The altitude of this District ranges from 950 to 2000 meters above sea level; Ambelber and Sarbadin are amongst the highest points. Rivers include the Dakata, Barale, and Erer Tiko. A survey of the land in this woreda (reported in 1995/96) shows that 21.1% is arable or cultivable (17.5% was under annual crops), 3.9% pasture, 3.7% forest, and the remaining 71.3% is considered built-up, degraded or otherwise unusable.

Much of Babille is occupied by the Babille Elephant Sanctuary.

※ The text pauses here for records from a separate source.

// src/testserver.rs
//! Local quote server for demos and end-to-end tests.
//!
//! `GET /{scraper}/{stock}` answers after a random delay with
//! `<ul><li>Price: <b>N</b></li><li>Date: <b>..</b></li></ul>` (N is the delay
//! in ms) or with HTTP 500 at the configured failure rate.
//! `GET /echo/{*path}` just reflects the request path.

use anyhow::{Context, Result};
use axum::{
    extract::{OriginalUri, Path, State},
    http::StatusCode,
    response::{Html, IntoResponse, Response},
    routing::get,
    Router,
};
use rand::Rng;
use std::net::SocketAddr;
use std::sync::Arc;
use std::time::Duration;
use tokio::task::JoinHandle;
use tokio_util::sync::CancellationToken;

use crate::catalog::{Catalog, Fetcher, Item, Source};
use crate::scrape::parsers::ListItemParser;

#[derive(Debug, Clone)]
pub struct TestServerConfig {
    pub min_delay_ms: u64,
    pub max_delay_ms: u64,
    /// Probability in `[0.0, 1.0]` of answering 500.
    pub failure_rate: f64,
}

impl TestServerConfig {
    /// `failure_rate` clamped to `[0.0, 1.0]`; NaN counts as never failing.
    pub fn failure_probability(&self) -> f64 {
        if self.failure_rate.is_nan() {
            0.0
        } else {
            self.failure_rate.clamp(0.0, 1.0)
        }
    }
}

impl Default for TestServerConfig {
    fn default() -> Self {
        Self {
            min_delay_ms: 100,
            max_delay_ms: 3000,
            failure_rate: 0.0,
        }
    }
}

pub fn router(cfg: TestServerConfig) -> Router {
    Router::new()
        .route("/echo/{*path}", get(echo))
        .route("/{scraper}/{stock}", get(quote))
        .with_state(Arc::new(cfg))
}

async fn quote(
    State(cfg): State<Arc<TestServerConfig>>,
    Path((scraper, stock)): Path<(String, String)>,
) -> Response {
    // ThreadRng is not Send: draw everything before the first await.
    let (delay_ms, fail) = {
        let mut rng = rand::rng();
        let lo = cfg.min_delay_ms.min(cfg.max_delay_ms);
        let hi = cfg.min_delay_ms.max(cfg.max_delay_ms);
        let delay = if lo == hi { lo } else { rng.random_range(lo..=hi) };
        let fail = rng.random_bool(cfg.failure_probability());
        (delay, fail)
    };

    tokio::time::sleep(Duration::from_millis(delay_ms)).await;

    if fail {
        tracing::info!(target: "testserver", %scraper, %stock, delay_ms, "serving 500");
        return (StatusCode::INTERNAL_SERVER_ERROR, "Internal Server Error").into_response();
    }

    let date = chrono::Utc::now().to_rfc3339();
    Html(format!(
        "<ul>\n  <li>Price: <b>{delay_ms}</b></li>\n  <li>Date: <b>{date}</b></li>\n</ul>"
    ))
    .into_response()
}

async fn echo(OriginalUri(uri): OriginalUri) -> String {
    tracing::info!(target: "testserver", %uri, "echo");
    format!("--> {uri}")
}

/// A server bound to an ephemeral localhost port.
pub struct TestServer {
    pub addr: SocketAddr,
    cancel: CancellationToken,
    handle: JoinHandle<()>,
}

impl TestServer {
    pub async fn start(cfg: TestServerConfig) -> Result<Self> {
        Self::start_with(cfg, Router::new()).await
    }

    /// Like `start`, with `extra` routes (e.g. `/metrics`) merged in.
    pub async fn start_with(cfg: TestServerConfig, extra: Router) -> Result<Self> {
        let listener = tokio::net::TcpListener::bind("127.0.0.1:0")
            .await
            .context("binding test quote server")?;
        let addr = listener.local_addr().context("test server local addr")?;
        let cancel = CancellationToken::new();
        let shutdown = cancel.clone();
        let app = router(cfg).merge(extra);
        let handle = tokio::spawn(async move {
            if let Err(e) = axum::serve(listener, app)
                .with_graceful_shutdown(async move { shutdown.cancelled().await })
                .await
            {
                tracing::warn!(target: "testserver", error = ?e, "test server stopped");
            }
        });
        tracing::info!(target: "testserver", %addr, "test quote server listening");
        Ok(Self {
            addr,
            cancel,
            handle,
        })
    }

    pub fn url(&self) -> String {
        format!("http://{}", self.addr)
    }

    pub async fn stop(self) {
        self.cancel.cancel();
        let _ = self.handle.await;
    }
}

/// `num_stocks` items, each quoted by all `num_scrapers` single-worker
/// scrapers against `base_url`. Source order is rotated per stock so the
/// first source is not always the same scraper.
pub fn demo_catalog(num_stocks: usize, num_scrapers: usize, base_url: &str) -> Catalog {
    let parser = Arc::new(ListItemParser::default());
    let scraper_name = |n: usize| format!("scraper_{}", n + 1);

    let mut cat = Catalog::new();
    for n in 0..num_scrapers {
        cat = cat.with_fetcher(Fetcher::new(scraper_name(n), parser.clone()));
    }
    for j in 0..num_stocks {
        let suffix = j + 1;
        let mut item = Item::new(
            format!("id_{suffix}"),
            format!("name{suffix}"),
            format!("isin{suffix}"),
        );
        for n in 0..num_scrapers {
            let scraper = scraper_name((n + j) % num_scrapers);
            let url = format!("{base_url}/{scraper}/stock_{suffix}");
            item = item.with_source(Source::new(scraper, url));
        }
        cat = cat.with_item(item);
    }
    cat
}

Oil seeds and groundnuts are important cash crops. Industry in the District includes 10 grain mills and one metalworking industry employing 39 people, as well as 160 registered businesses including wholesalers, retailers, and service providers. Although no mines are active, feldspar and garnet deposits are known to exist. There were 14 Farmers Associations with 7529 members and one Farmers Service Cooperative with 26 members.

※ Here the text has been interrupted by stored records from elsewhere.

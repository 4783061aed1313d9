// src/dispatch/coordinator.rs
//! Per-item coordinator: first success wins, the last failure is the
//! reported failure.
//!
//! States: `Pending` (no decision yet) → `Resolved` (decision forwarded, item
//! scope cancelled) → `Done` (every scheduled task has reported). The decision
//! is forwarded the moment it is taken; draining happens afterwards.

use tokio::sync::mpsc;
use tokio_util::sync::CancellationToken;

use crate::types::{Outcome, Resolution};

#[derive(Debug, Clone, Copy, PartialEq, Eq)]
pub enum ItemState {
    Pending,
    Resolved,
    Done,
}

/// Winner selection for one outcome received while `Pending`.
/// `remaining` counts the tasks that have not reported yet, this one excluded.
pub fn accepts(outcome: &Outcome, remaining: usize) -> bool {
    outcome.is_success() || remaining == 0
}

pub(crate) struct Coordinator {
    pub item_id: String,
    pub expected: usize,
    pub scope: CancellationToken,
    pub root: CancellationToken,
    pub outcomes: mpsc::Receiver<Outcome>,
    pub resolutions: mpsc::Sender<Resolution>,
}

impl Coordinator {
    /// Drive the item to `Done`; returns the final state (useful in tests).
    pub async fn run(mut self) -> ItemState {
        let mut remaining = self.expected;
        let mut discarded: Vec<Outcome> = Vec::new();
        let mut state = if remaining == 0 {
            ItemState::Done
        } else {
            ItemState::Pending
        };

        while state != ItemState::Done {
            let next = tokio::select! {
                biased;
                _ = self.root.cancelled() => None,
                o = self.outcomes.recv() => o,
            };
            let Some(outcome) = next else {
                if state == ItemState::Pending && !self.root.is_cancelled() {
                    tracing::warn!(
                        target: "dispatch",
                        item = %self.item_id,
                        remaining,
                        "outcome channel closed before resolution"
                    );
                }
                break;
            };
            remaining = remaining.saturating_sub(1);

            match state {
                ItemState::Pending if accepts(&outcome, remaining) => {
                    // Siblings still queued or running are now useless.
                    self.scope.cancel();
                    tracing::debug!(
                        target: "dispatch",
                        item = %self.item_id,
                        fetcher = %outcome.fetcher,
                        success = outcome.is_success(),
                        discarded = discarded.len(),
                        remaining,
                        "item resolved"
                    );
                    let resolution = Resolution {
                        outcome,
                        discarded: std::mem::take(&mut discarded),
                    };
                    if self.resolutions.send(resolution).await.is_err() {
                        // Aggregator gone: the run was cancelled.
                        break;
                    }
                    state = ItemState::Resolved;
                }
                ItemState::Pending => discarded.push(outcome),
                _ => {
                    tracing::trace!(
                        target: "dispatch",
                        item = %self.item_id,
                        fetcher = %outcome.fetcher,
                        "late outcome drained"
                    );
                }
            }

            if remaining == 0 {
                state = ItemState::Done;
            }
        }

        self.scope.cancel();
        state
    }
}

Babille has 54 kilometers of rural feeder roads and 29 all-weather roads, for an average road density of 16.2 kilometers per 1000 square kilometers. Until recently, about 41.5% of the population have access to drinking water, but on 12 December 2007 woreda officials announced the completion of a program to improve access to drinking water, constructing wells in 17 rural kebeles at a cost of 1.1 million Birr, which extended coverage to about 48.5% of the population.

== Demographics ==
The 2007 national census reported a total population for this District of 93,708, of whom 47,178 were men and 46,530 were women; 17,712 or 18.9% of its population were urban dwellers. The majority of the inhabitants said they were Muslim, with 95.71% of the population reporting they observed this belief, while 3.4% of the population practised Ethiopian Orthodox Christianity.

Based on figures published by the Central Statistical Agency in 2005, this District has an estimated total population of 72,791, of whom 35,912 are men and 36,879 are women; 16,454 or 22.60% of its population are urban dwellers, which is greater than the Zone average of 6.9%. With an estimated area of 5,120.63 square kilometers, Babille has an estimated population density of 14.2 people per square kilometer, which is less than the Zone average of 102.6.

The 1994 national census reported a total population for this District of 50,204, of whom 25,419 were men and 24,785 women; 9,195 or 18.32% of its population were urban dwellers at the time. (This total also includes an estimate for the inhabitants of several rural wards, which were not counted; they were estimated to have 2,134 inhabitants, of whom 1,116 were men and 1,018 women.) The three largest ethnic groups reported in Babille were the Somali (85.77%), Oromo (10.77%), and the Amhara (3.76%); all other ethnic groups made up 1.03% of the population. Somali was spoken as a first language by 84.97%, Afaan Oromo by 9.76%, and 4.58% spoke Amharic; the remaining 0.69% spoke all other primary languages reported. The majority of the inhabitants were Muslim, with 98.89% of the population having reported they practiced that belief, while 2.84% of the population said they professed Ethiopian Orthodox Christianity.